Self-evidently, main street didn’t need no stinkin’ help from a wanna be 12-member monetary politburo. They have created serial bubbles that have gotten more inflated with each cycle, leaving the main street economy exposed to increasingly brutal episodes of correction when the proverbial Black Swan, or Black Bat, as the case may be, makes its grim appearance.


Still, the very idea that agents of the state could have enough information and wisdom to best the work of millions of traders, investors, speculators and dealers was ridiculous from the start; and the further idea that financial assets prices falsified by the FOMC to the second decimal point could cause main street to produce more output, jobs, efficiency and real living standard gains than would be the case under market determined financial asset prices was even more ludicrous.

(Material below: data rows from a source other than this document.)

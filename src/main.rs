use tracing::{error, info};
use tracing_subscriber::EnvFilter;

mod api;
mod config;
mod models;
mod services;
mod utils;

use api::yahoo::YahooClient;
use config::Config;
use services::{animation_service, history_service};
use utils::AppError;

async fn run() -> Result<(), AppError> {
    let config = Config::from_env()?;

    let client = YahooClient::with_base_url(config.base_url.clone(), config.request_timeout)?;
    let history = history_service::load_history(&client, &config.history_request()).await?;

    let options = config.animation_options();
    let summary = tokio::task::spawn_blocking(move || {
        animation_service::render_animation(&history, &options)
    })
    .await
    .map_err(|e| AppError::Render(format!("Render task failed: {}", e)))??;

    info!(
        "📈 Animation written to {} ({} frames)",
        summary.output_path.display(),
        summary.frames
    );
    Ok(())
}

#[tokio::main]
async fn main() {
    dotenv::dotenv().ok();

    // Initialize tracing
    let filter = EnvFilter::try_from_default_env()
        .unwrap_or_else(|_| EnvFilter::new("index_animator=info,reqwest=warn"));
    tracing_subscriber::fmt()
        .with_env_filter(filter)
        .with_target(true)
        .init();

    info!("Starting index animator v{}", env!("CARGO_PKG_VERSION"));

    if let Err(e) = run().await {
        error!("{}", e);
        std::process::exit(1);
    }
}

Self-evidently, the only thing Keynesian central bankers have accomplished has been to fuel egregious speculations in the canyons of Wall Street; drain main street businesses of real productive investment; and leave businesses and households living hand-to-mouth and therefore vulnerable to even short-run interruptions of cash flow.


So we will say it again: Hand-to-mouth economics is not the natural modality on the free market; it is a malignant product of bad money and the debt-fueled speculative manias that are the consequence of Keynesian central banking.


Left to their own devices on the free market, households save and provide for rainy days, regardless of income level or social status.